Xanthogranulomatous inflammation in the nasal cavity and nasopharynx can mimic other nasal masses which makes it represent a challenging diagnostic problem. The differential diagnosis range from benign to highly malignant conditions which compose of inflammatory (rhinosinusitis with polyp, Samter’s triad), infection (syphilis, nasal vestibulitis, tuberculosis), systemic disease (Wegener’s granulomatosis, sarcoidosis, midline lethal granuloma, rhinoscleroma) and neoplasm (inverted papilloma, hemangioma, squamous cell carcinoma, lymphoma). In view of the appearance of the mass and the age of patient, our initial differential diagnoses were more focused on neoplasm, infectious and systemic causes. However, a series of laboratory test (rheumatoid factor test, antinuclear antibody test, rapid plasma reagin test, biopsy for acid fast bacillus and tuberculosis culture) and computed tomography of paranasal sinus showed inconclusive diagnosis until a repeated biopsy of the mass was conducted. Other reported visceral organ cases showed the similar diagnostic dilemma. In their cases, xanthogranulomatous inflammation could only be diagnosed by histopathological examination. The clinical and radiographic finding is non-specific and provides little value in the diagnosis of the disease [3,4,5,6].

The initial histopathological examination of the nasal cavity mass and nasopharynx revealed the presence of granulomatous inflammation. A granulomatous inflammation can be masked by the presence of infection, inflammatory reaction or neoplasm (e.g. lymphoma). With reference to our case, tuberculosis infection, Wegener granulomatosis and lymphoma were ruled out. In view of the uncertainty of the diagnosis, repeated biopsies were taken to arrive at a more conclusive, definitive diagnosis.

Documentation regarding its medical treatment is limited. Over the past decade, only a successful case of pharmacological therapy was reported in English literature review where a combination of intralesional and oral steroid was used in urethral xanthogranulomatosis which showed full remission [7]. However, in our case, empirical oral prednisolone over the course of 2 months did not show any response. Intralesional steroid was not an option as the mass was prone to bleeding upon manipulation.

In view of fail conservative and medical therapy, surgical excision was offered. In our patient, complete excision of the mass was hindered due to the excessive bleeding encountered intraoperatively. Thus, debulking surgery was performed. Difficulties in surgical dissection have been reported in xanthogranulomatous cholecystitis, where longer duration of cholecystectomy is needed if compared with other disorders, basically due to the adhesion and concomitant pathology [3].
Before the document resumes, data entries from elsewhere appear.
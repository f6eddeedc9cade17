//! Queue client for claiming work and polling cancellations
//!
//! The worker core only depends on the [`Queue`] trait; the HTTP
//! implementation talks to the central queue's REST API with the shared
//! authentication headers.

use anyhow::{Context, Result};
use async_trait::async_trait;
use shared::api::{
    endpoints, headers, CancelMessage, CancellationsResponse, Claim, ClaimWorkRequest,
    ClaimWorkResponse,
};
use shared::WorkerConfig;
use std::time::Duration;
use tracing::debug;

/// Client side of the queue's claim protocol.
#[async_trait]
pub trait Queue: Send + Sync {
    /// Asks the queue for up to `n_tasks` claims. May return fewer,
    /// including none.
    async fn claim_work(&self, n_tasks: u32) -> Result<Vec<Claim>>;
}

/// Queue client over the central queue's REST API.
pub struct HttpQueue {
    client: reqwest::Client,
    base_url: String,
    api_key: String,
    worker_id: String,
}

impl HttpQueue {
    pub fn new(config: &WorkerConfig) -> Result<Self> {
        let client = reqwest::Client::builder()
            .timeout(Duration::from_secs(config.http_client_timeout_seconds))
            .build()
            .context("Failed to create HTTP client for queue communication")?;

        Ok(Self {
            client,
            base_url: config.queue_url.trim_end_matches('/').to_string(),
            api_key: config.api_key.clone(),
            worker_id: config.worker_id.clone(),
        })
    }

    /// Fetches cancellation messages addressed to this worker.
    pub async fn fetch_cancellations(&self) -> Result<Vec<CancelMessage>> {
        let url = format!("{}{}", self.base_url, endpoints::CANCELLATIONS);

        let response = self
            .client
            .get(&url)
            .header(headers::API_KEY, &self.api_key)
            .header(headers::WORKER_ID, &self.worker_id)
            .send()
            .await
            .with_context(|| format!("Failed to poll cancellations from {}", url))?;

        if !response.status().is_success() {
            let status = response.status();
            let error_text = response
                .text()
                .await
                .unwrap_or_else(|_| "Unknown error".to_string());
            return Err(anyhow::anyhow!(
                "Queue returned {} for cancellations: {}",
                status,
                error_text
            ));
        }

        let cancellations: CancellationsResponse = response
            .json()
            .await
            .context("Failed to parse cancellations response")?;

        Ok(cancellations.messages)
    }
}

#[async_trait]
impl Queue for HttpQueue {
    async fn claim_work(&self, n_tasks: u32) -> Result<Vec<Claim>> {
        let url = format!("{}{}", self.base_url, endpoints::CLAIM_WORK);
        let request = ClaimWorkRequest {
            worker_id: self.worker_id.clone(),
            n_tasks,
        };

        let response = self
            .client
            .post(&url)
            .header(headers::API_KEY, &self.api_key)
            .header(headers::WORKER_ID, &self.worker_id)
            .header(headers::CONTENT_TYPE, "application/json")
            .json(&request)
            .send()
            .await
            .with_context(|| format!("Failed to claim work from {}", url))?;

        if !response.status().is_success() {
            let status = response.status();
            let error_text = response
                .text()
                .await
                .unwrap_or_else(|_| "Unknown error".to_string());
            return Err(anyhow::anyhow!(
                "Queue returned {} for claim-work: {}",
                status,
                error_text
            ));
        }

        let claimed: ClaimWorkResponse = response
            .json()
            .await
            .context("Failed to parse claim-work response")?;

        debug!(
            requested = n_tasks,
            granted = claimed.claims.len(),
            "Claimed work from queue"
        );

        Ok(claimed.claims)
    }
}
Our case showed good surgical outcome that is comparable with the case reports mentioned earlier [2, 4,5,6,7]. Table 1 showed the comparison of different locations of xanthogranulomatous inflammation and intervention outcome. At post-operative 6 months, despite the presence of residual nasal mass, the patient is asymptomatic without any recurrent epistaxis and nasal blockage. Having said that, our follow-up is short and longer follow-up is needed.

Table 1 Comparison of different location of xanthogranulomatous inflammation and intervention outcome (1, 3, 4, 5, 6)

Conclusion

Xanthogranulomatous inflammation in the nasal cavity and nasopharynx can be easily confused with other nasal masses. A histopathology examination is crucial to establish the diagnosis. A repeated biopsy is needed if previous biopsy result is inconclusive. Surgical excision is recommended for symptomatic relief. The effectiveness of medical treatment is still unclear. A long-term follow-up is mandatory.